_ABOUT THIS EXERCISE_.
Reproduce the first line of the entries that follow and each later line, word for word, ending with the one containing "array of transactions".

_TASK INPUTS_.
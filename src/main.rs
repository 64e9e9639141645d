//! Pocket Ledger Frontend Entry Point

mod app;
mod browser;
mod components;
mod config;
mod context;
mod error;
mod ledger;
mod modal;
mod models;
mod render;
mod store;
mod toast;
mod tracker;

#[cfg(test)]
mod testing;

use app::App;
use config::AppConfig;
use leptos::prelude::*;

fn main() {
    console_error_panic_hook::set_once();

    let config = AppConfig::default();
    if let Err(e) = console_logger::init(config.log_level) {
        web_sys::console::warn_1(&format!("[APP] Logger already installed: {}", e).into());
    }

    mount_to_body(move || view! { <App config=config /> });
}
//! Application Configuration
//!
//! Fixed settings for the tracker, built once in `main` and provided through
//! context.

use log::LevelFilter;

/// `localStorage` key holding the JSON array of transactions
pub const STORAGE_KEY: &str = "transactions";
/// Query parameter carrying the open modal
pub const MODAL_PARAM: &str = "modal";
/// How long the validation toast stays up
pub const TOAST_HIDE_AFTER_MS: u32 = 3000;
/// Lists longer than this switch to the expanded layout
pub const EXPANDED_AFTER: usize = 2;

#[derive(Debug, Clone, PartialEq)]
pub struct AppConfig {
    pub storage_key: String,
    pub modal_param: String,
    pub toast_hide_after_ms: u32,
    pub expanded_after: usize,
    pub log_level: LevelFilter,
}

impl Default for AppConfig {
    fn default() -> Self {
        Self {
            storage_key: STORAGE_KEY.to_string(),
            modal_param: MODAL_PARAM.to_string(),
            toast_hide_after_ms: TOAST_HIDE_AFTER_MS,
            expanded_after: EXPANDED_AFTER,
            log_level: if cfg!(debug_assertions) { LevelFilter::Debug } else { LevelFilter::Info },
        }
    }
}
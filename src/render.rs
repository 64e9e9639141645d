//! List Projection
//!
//! Turns the stored transactions into display rows. The list component
//! rebuilds every row from this on each change.

use std::fmt::Display;

use chrono::TimeZone;

use crate::models::{Kind, Transaction};

/// Shown when a transaction has no category
pub const CATEGORY_PLACEHOLDER: &str = "N/A";
/// Shown when a stored timestamp is out of range
pub const DATE_PLACEHOLDER: &str = "Unknown date";

#[derive(Debug, Clone, Copy, PartialEq, Eq)]
pub enum Tone {
    Positive,
    Negative,
}

impl Tone {
    pub fn css_class(&self) -> &'static str {
        match self {
            Tone::Positive => "amount amount-income",
            Tone::Negative => "amount amount-expense",
        }
    }
}

impl From<Kind> for Tone {
    fn from(kind: Kind) -> Self {
        match kind {
            Kind::Income => Tone::Positive,
            Kind::Expense => Tone::Negative,
        }
    }
}

#[derive(Debug, Clone, PartialEq)]
pub struct Row {
    pub name: String,
    pub category: String,
    pub date: String,
    pub amount: String,
    pub tone: Tone,
}

#[derive(Debug, Clone, PartialEq)]
pub struct ListView {
    pub rows: Vec<Row>,
    /// More rows than the compact layout holds
    pub expanded: bool,
}

impl ListView {
    /// Each date is shown in `tz` at that transaction's own instant, so DST
    /// changes never shift an older entry's day.
    pub fn project<Tz>(transactions: &[Transaction], tz: &Tz, expanded_after: usize) -> Self
    where
        Tz: TimeZone,
        Tz::Offset: Display,
    {
        let rows = transactions
            .iter()
            .map(|t| Row {
                name: t.name.clone(),
                category: t
                    .category
                    .clone()
                    .unwrap_or_else(|| CATEGORY_PLACEHOLDER.to_string()),
                date: format_date(t.created_at, tz),
                amount: format_signed(t.amount, t.kind),
                tone: t.kind.into(),
            })
            .collect::<Vec<_>>();
        let expanded = rows.len() > expanded_after;
        Self { rows, expanded }
    }

    pub fn container_class(&self) -> &'static str {
        if self.expanded {
            "transaction-list expanded"
        } else {
            "transaction-list"
        }
    }
}

/// Income and expense totals
#[derive(Debug, Clone, Copy, Default, PartialEq)]
pub struct Summary {
    pub income: f64,
    pub expense: f64,
}

impl Summary {
    pub fn of(transactions: &[Transaction]) -> Self {
        transactions.iter().fold(Summary::default(), |mut acc, t| {
            match t.kind {
                Kind::Income => acc.income += t.amount,
                Kind::Expense => acc.expense += t.amount,
            }
            acc
        })
    }

    pub fn balance(&self) -> f64 {
        self.income - self.expense
    }
}

pub fn format_date<Tz>(created_at: i64, tz: &Tz) -> String
where
    Tz: TimeZone,
    Tz::Offset: Display,
{
    match tz.timestamp_millis_opt(created_at).single() {
        Some(date) => date.format("%d %b %Y").to_string(),
        None => DATE_PLACEHOLDER.to_string(),
    }
}

/// `+1,234.50` for income, `-1,234.50` for expense
pub fn format_signed(amount: f64, kind: Kind) -> String {
    let sign = match kind {
        Kind::Income => "+",
        Kind::Expense => "-",
    };
    format!("{}{}", sign, format_amount(amount.abs()))
}

/// Running balance; zero carries no sign
pub fn format_balance(balance: f64) -> String {
    let amount = format_amount(balance.abs());
    if amount == "0.00" {
        amount
    } else if balance < 0.0 {
        format!("-{}", amount)
    } else {
        format!("+{}", amount)
    }
}

/// Non-negative amount with two decimals and comma thousands separators
pub fn format_amount(amount: f64) -> String {
    let fixed = format!("{:.2}", amount);
    let (whole, cents) = fixed.split_once('.').unwrap_or((fixed.as_str(), "00"));

    let mut grouped = String::with_capacity(whole.len() + whole.len() / 3);
    for (i, digit) in whole.chars().enumerate() {
        if i > 0 && (whole.len() - i) % 3 == 0 {
            grouped.push(',');
        }
        grouped.push(digit);
    }
    format!("{}.{}", grouped, cents)
}
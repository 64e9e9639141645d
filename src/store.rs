//! UI State Store
//!
//! Uses Leptos reactive_stores for fine-grained reactivity. Transactions are
//! not mirrored here; the list reads them straight from the tracker.

use reactive_stores::Store;

use crate::modal::Modal;

/// Visible UI state, resynced from the tracker after every transition
#[derive(Clone, Debug, Default, Store)]
pub struct AppState {
    /// Modal currently showing, as last read from the address bar
    pub modal: Modal,
    /// Whether the validation toast is up
    pub toast_visible: bool,
    /// Text shown in the toast
    pub toast_message: String,
}

/// Type alias for the store
pub type AppStore = Store<AppState>;
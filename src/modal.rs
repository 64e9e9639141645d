//! Modal Router
//!
//! The open modal lives in the address bar as `?modal=income|expense`.
//! The router only reads and rewrites that query; whoever calls it resyncs
//! the UI from [`ModalRouter::current`] afterwards.

use log::{debug, warn};

use crate::models::Kind;

/// Which entry form, if any, is showing
#[derive(Debug, Clone, Copy, PartialEq, Eq, Default)]
pub enum Modal {
    #[default]
    Closed,
    Income,
    Expense,
}

impl Modal {
    pub fn kind(self) -> Option<Kind> {
        match self {
            Modal::Closed => None,
            Modal::Income => Some(Kind::Income),
            Modal::Expense => Some(Kind::Expense),
        }
    }

    pub fn is_open(self) -> bool {
        self != Modal::Closed
    }

    /// Map a raw query string (with or without the leading `?`) to a modal.
    ///
    /// Anything other than the two known values, including a missing or
    /// unparseable query, is `Closed`.
    pub fn from_query(query: &str, param: &str) -> Self {
        let pairs = parse_pairs(query);
        let value = pairs.iter().find(|(key, _)| key == param).map(|(_, value)| value.as_str());
        match value.and_then(Kind::parse) {
            Some(kind) => kind.into(),
            None => Modal::Closed,
        }
    }
}

impl From<Kind> for Modal {
    fn from(kind: Kind) -> Self {
        match kind {
            Kind::Income => Modal::Income,
            Kind::Expense => Modal::Expense,
        }
    }
}

/// Host address bar
pub trait Address {
    /// Current query string, without the leading `?`
    fn query(&self) -> String;
    /// Show a new query without reloading the page. An empty query clears it.
    fn navigate(&self, query: &str);
}

pub struct ModalRouter<A> {
    address: A,
    param: String,
}

impl<A: Address> ModalRouter<A> {
    pub fn new(address: A, param: impl Into<String>) -> Self {
        Self {
            address,
            param: param.into(),
        }
    }

    pub fn current(&self) -> Modal {
        Modal::from_query(&self.address.query(), &self.param)
    }

    pub fn open(&self, kind: Kind) {
        let query = with_param(&self.address.query(), &self.param, Some(kind.as_str()));
        debug!("[Router] Opening {} modal", kind.as_str());
        self.address.navigate(&query);
    }

    pub fn close(&self) {
        let query = with_param(&self.address.query(), &self.param, None);
        debug!("[Router] Closing modal");
        self.address.navigate(&query);
    }
}

fn parse_pairs(query: &str) -> Vec<(String, String)> {
    let query = query.strip_prefix('?').unwrap_or(query);
    match serde_urlencoded::from_str::<Vec<(String, String)>>(query) {
        Ok(pairs) => pairs,
        Err(e) => {
            warn!("[Router] Ignoring malformed query {:?}: {}", query, e);
            Vec::new()
        }
    }
}

/// Splice `param=value` into `query`, or drop it when `value` is `None`.
/// Every other pair is kept byte-for-byte and in order.
fn with_param(query: &str, param: &str, value: Option<&str>) -> String {
    let query = query.strip_prefix('?').unwrap_or(query);
    let mut segments: Vec<String> = query
        .split('&')
        .filter(|segment| !segment.is_empty())
        .filter(|segment| segment_key(segment).as_deref() != Some(param))
        .map(str::to_string)
        .collect();
    if let Some(value) = value {
        match serde_urlencoded::to_string(vec![(param, value)]) {
            Ok(pair) => segments.push(pair),
            Err(e) => warn!("[Router] Could not encode {}={:?}: {}", param, value, e),
        }
    }
    segments.join("&")
}

/// Decoded key of one `key=value` segment
fn segment_key(segment: &str) -> Option<String> {
    serde_urlencoded::from_str::<Vec<(String, String)>>(segment)
        .ok()?
        .into_iter()
        .next()
        .map(|(key, _)| key)
}
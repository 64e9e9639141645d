//! Error Toast Component

use leptos::prelude::*;

use crate::context::use_app_context;
use crate::store::AppStateStoreFields;

/// Validation failure banner; hides itself after the configured delay
#[component]
pub fn ErrorToast() -> impl IntoView {
    let ctx = use_app_context();
    let state = ctx.state;

    let class = move || {
        if state.toast_visible().get() {
            "alert-error"
        } else {
            "alert-error hidden"
        }
    };

    view! {
        <div id="alertError" class=class role="alert">
            <span>{move || state.toast_message().get()}</span>
            <button type="button" class="alert-close" on:click=move |_| ctx.dismiss_error()>
                "×"
            </button>
        </div>
    }
}
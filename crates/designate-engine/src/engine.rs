//! Template engine based on MiniJinja

use designate_core::{Application, DeploymentArgs, Environment, RenderContext, Template};
use minijinja::Environment as JinjaEnvironment;

use crate::error::{Result, TemplateError};
use crate::filters;

/// Renders values templates against an app, its deployment arguments and
/// the resolved environment.
///
/// Undefined values are semi-strict: printing or iterating one is an error,
/// while `if` tests and `is defined` treat it as false.
#[derive(Debug, Clone, Copy, Default)]
pub struct Engine;

impl Engine {
    pub fn new() -> Self {
        Self
    }

    fn create_environment(&self) -> JinjaEnvironment<'static> {
        let mut env = JinjaEnvironment::new();
        env.set_undefined_behavior(minijinja::UndefinedBehavior::SemiStrict);

        env.add_filter("toyaml", filters::toyaml);
        env.add_filter("tojson", filters::tojson);
        env.add_filter("b64encode", filters::b64encode);
        env.add_filter("quote", filters::quote);
        env.add_filter("nindent", filters::nindent);
        env.add_filter("required", filters::required);

        env
    }

    /// Render a template entry into a values document
    pub fn render(
        &self,
        template: &Template,
        app: &Application,
        args: &DeploymentArgs,
        environment: &Environment,
    ) -> Result<String> {
        let context = RenderContext::new(app, args, environment);
        self.render_string(&template.body, &context, &template.name)
    }

    /// Render a template string against a prepared context
    pub fn render_string(
        &self,
        source: &str,
        context: &RenderContext,
        template_name: &str,
    ) -> Result<String> {
        let mut env = self.create_environment();

        env.add_template_owned(template_name.to_string(), source.to_string())
            .map_err(|e| TemplateError::from_minijinja(e, template_name, source))?;

        let tmpl = env
            .get_template(template_name)
            .map_err(|e| TemplateError::from_minijinja(e, template_name, source))?;

        let ctx = minijinja::context! {
            app => &context.app,
            deployment => &context.deployment,
            environment => &context.environment,
        };

        let rendered = tmpl
            .render(ctx)
            .map_err(|e| TemplateError::from_minijinja(e, template_name, source))?;

        tracing::debug!(template = template_name, bytes = rendered.len(), "rendered values");
        Ok(rendered)
    }
}
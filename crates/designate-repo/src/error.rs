//! Error types for registry source operations

use thiserror::Error;

/// Registry source errors.
///
/// All of these surface to the operator as a GitHub error.
#[derive(Debug, Error)]
pub enum RepoError {
    // ============ Configuration Errors ============
    #[error("Invalid repository name: {name} (expected owner/repo)")]
    InvalidRepository { name: String },

    #[error("Invalid API URL: {url} - {reason}")]
    InvalidApiUrl { url: String, reason: String },

    // ============ Network Errors ============
    #[error("HTTP error: {status} - {message}")]
    HttpError { status: u16, message: String },

    #[error("Network error: {message}")]
    NetworkError { message: String },

    #[error("Request timeout after {seconds}s")]
    Timeout { seconds: u64 },

    // ============ Authentication Errors ============
    #[error("Authentication failed: {message}")]
    AuthFailed { message: String },

    #[error("Invalid GitHub App private key: {message}")]
    InvalidPrivateKey { message: String },

    // ============ Content Errors ============
    #[error("Unexpected response from {url}: {message}")]
    InvalidResponse { url: String, message: String },

    #[error("Cannot decode {path}: {message}")]
    Decode { path: String, message: String },

    // ============ IO Errors ============
    #[error("IO error: {0}")]
    Io(#[from] std::io::Error),

    #[error("Cannot walk {path}: {message}")]
    Walk { path: String, message: String },
}

/// Result type for registry source operations
pub type Result<T> = std::result::Result<T, RepoError>;

/// Timeout applied to every GitHub API request
pub const REQUEST_TIMEOUT_SECS: u64 = 30;

impl From<reqwest::Error> for RepoError {
    fn from(e: reqwest::Error) -> Self {
        if e.is_timeout() {
            RepoError::Timeout {
                seconds: REQUEST_TIMEOUT_SECS,
            }
        } else if e.is_connect() {
            RepoError::NetworkError {
                message: format!("Connection failed: {}", e),
            }
        } else if let Some(status) = e.status() {
            RepoError::HttpError {
                status: status.as_u16(),
                message: e.to_string(),
            }
        } else {
            RepoError::NetworkError {
                message: e.to_string(),
            }
        }
    }
}

impl From<walkdir::Error> for RepoError {
    fn from(e: walkdir::Error) -> Self {
        RepoError::Walk {
            path: e
                .path()
                .map(|p| p.display().to_string())
                .unwrap_or_default(),
            message: e.to_string(),
        }
    }
}

impl From<jsonwebtoken::errors::Error> for RepoError {
    fn from(e: jsonwebtoken::errors::Error) -> Self {
        RepoError::InvalidPrivateKey {
            message: e.to_string(),
        }
    }
}
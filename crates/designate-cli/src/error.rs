//! CLI error types with exit code handling
//!
//! Every library error is folded into one of the operator-facing kinds below.
//! The display text is `[CODE]: <kind>: <details>`.

use designate_core::CoreError;
use designate_engine::{EngineError, TemplateError};
use designate_repo::RepoError;
use designate_spinnaker::SpinnakerError;
use miette::Diagnostic;
use thiserror::Error;

use crate::exit_codes;

#[derive(Error, Debug, Diagnostic)]
pub enum CliError {
    #[error("[ERR_GITHUB]: GitHub Error: {details}")]
    #[diagnostic(code(designate::github))]
    Github { details: String },

    #[error("[ERR_SYNTAX_ENTRY]: Entry parsing error: {details}")]
    #[diagnostic(code(designate::entry))]
    EntryParsing { details: String },

    #[error("[ERR_SYNTAX_TEMPLATE]: Template rendering error: {details}")]
    #[diagnostic(code(designate::template))]
    TemplateRendering {
        details: String,
        #[diagnostic_source]
        diagnostic: TemplateError,
    },

    #[error("[ERR_SPINNAKER]: Spinnaker Error: {details}")]
    #[diagnostic(code(designate::spinnaker))]
    Spinnaker { details: String },

    #[error("[ERR_APP_NOT_FOUND]: App entry not found: {details}")]
    #[diagnostic(code(designate::app_not_found))]
    AppNotFound { details: String },

    #[error("[ERR_TPL_NOT_FOUND]: Template not found: {details}")]
    #[diagnostic(code(designate::template_not_found))]
    TemplateNotFound { details: String },

    #[error("[ERR_ENV_NOT_FOUND]: Matching environment not found: {details}")]
    #[diagnostic(code(designate::environment_not_found))]
    EnvironmentNotFound { details: String },

    /// Internal error (runtime, unexpected failure)
    #[error("[ERR_UNKNOWN]: Unknown error: {message}")]
    #[diagnostic(code(designate::internal))]
    Internal { message: String },
}

impl CliError {
    /// Stable error code
    pub fn code(&self) -> &'static str {
        match self {
            CliError::Github { .. } => "ERR_GITHUB",
            CliError::EntryParsing { .. } => "ERR_SYNTAX_ENTRY",
            CliError::TemplateRendering { .. } => "ERR_SYNTAX_TEMPLATE",
            CliError::Spinnaker { .. } => "ERR_SPINNAKER",
            CliError::AppNotFound { .. } => "ERR_APP_NOT_FOUND",
            CliError::TemplateNotFound { .. } => "ERR_TPL_NOT_FOUND",
            CliError::EnvironmentNotFound { .. } => "ERR_ENV_NOT_FOUND",
            CliError::Internal { .. } => "ERR_UNKNOWN",
        }
    }

    /// Get the exit code for this error
    pub fn exit_code(&self) -> i32 {
        match self {
            CliError::Github { .. } => exit_codes::GITHUB_ERROR,
            CliError::EntryParsing { .. } => exit_codes::ENTRY_ERROR,
            CliError::TemplateRendering { .. } => exit_codes::TEMPLATE_ERROR,
            CliError::Spinnaker { .. } => exit_codes::SPINNAKER_ERROR,
            CliError::AppNotFound { .. } => exit_codes::APP_NOT_FOUND,
            CliError::TemplateNotFound { .. } => exit_codes::TEMPLATE_NOT_FOUND,
            CliError::EnvironmentNotFound { .. } => exit_codes::ENVIRONMENT_NOT_FOUND,
            CliError::Internal { .. } => exit_codes::ERROR,
        }
    }

    pub fn github(details: impl Into<String>) -> Self {
        Self::Github {
            details: details.into(),
        }
    }

    pub fn internal(message: impl Into<String>) -> Self {
        Self::Internal {
            message: message.into(),
        }
    }
}

impl From<CoreError> for CliError {
    fn from(err: CoreError) -> Self {
        let details = err.details();
        match err {
            CoreError::EntryParsing { .. } => CliError::EntryParsing { details },
            CoreError::AppNotFound { .. } => CliError::AppNotFound { details },
            CoreError::TemplateNotFound { .. } => CliError::TemplateNotFound { details },
            CoreError::EnvironmentNotFound { .. } => CliError::EnvironmentNotFound { details },
        }
    }
}

impl From<EngineError> for CliError {
    fn from(err: EngineError) -> Self {
        match err {
            EngineError::Core(core) => core.into(),
            EngineError::Template(template) => CliError::TemplateRendering {
                details: template.message.clone(),
                diagnostic: template,
            },
        }
    }
}

impl From<RepoError> for CliError {
    fn from(err: RepoError) -> Self {
        CliError::github(err.to_string())
    }
}

impl From<SpinnakerError> for CliError {
    fn from(err: SpinnakerError) -> Self {
        CliError::Spinnaker {
            details: err.to_string(),
        }
    }
}

impl From<std::io::Error> for CliError {
    fn from(err: std::io::Error) -> Self {
        CliError::internal(err.to_string())
    }
}

/// Result type for CLI operations
pub type Result<T> = std::result::Result<T, CliError>;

_ANSWER FOR THIS EXERCISE_.
filename src/main.rs
repository 64e9e9639141645d
//! Pocket Ledger Frontend Entry Point

mod app;
mod browser;
mod components;
mod config;
mod context;
mod error;
mod ledger;
mod modal;
mod models;
mod render;
mod store;
mod toast;
mod tracker;

#[cfg(test)]
mod testing;

use app::App;
use config::AppConfig;
use leptos::prelude::*;

fn main() {
    console_error_panic_hook::set_once();

    let config = AppConfig::default();
    if let Err(e) = console_logger::init(config.log_level) {
        web_sys::console::warn_1(&format!("[APP] Logger already installed: {}", e).into());
    }

    mount_to_body(move || view! { <App config=config /> });
}
//! Application Configuration
//!
//! Fixed settings for the tracker, built once in `main` and provided through
//! context.

use log::LevelFilter;

/// `localStorage` key holding the JSON array of transactions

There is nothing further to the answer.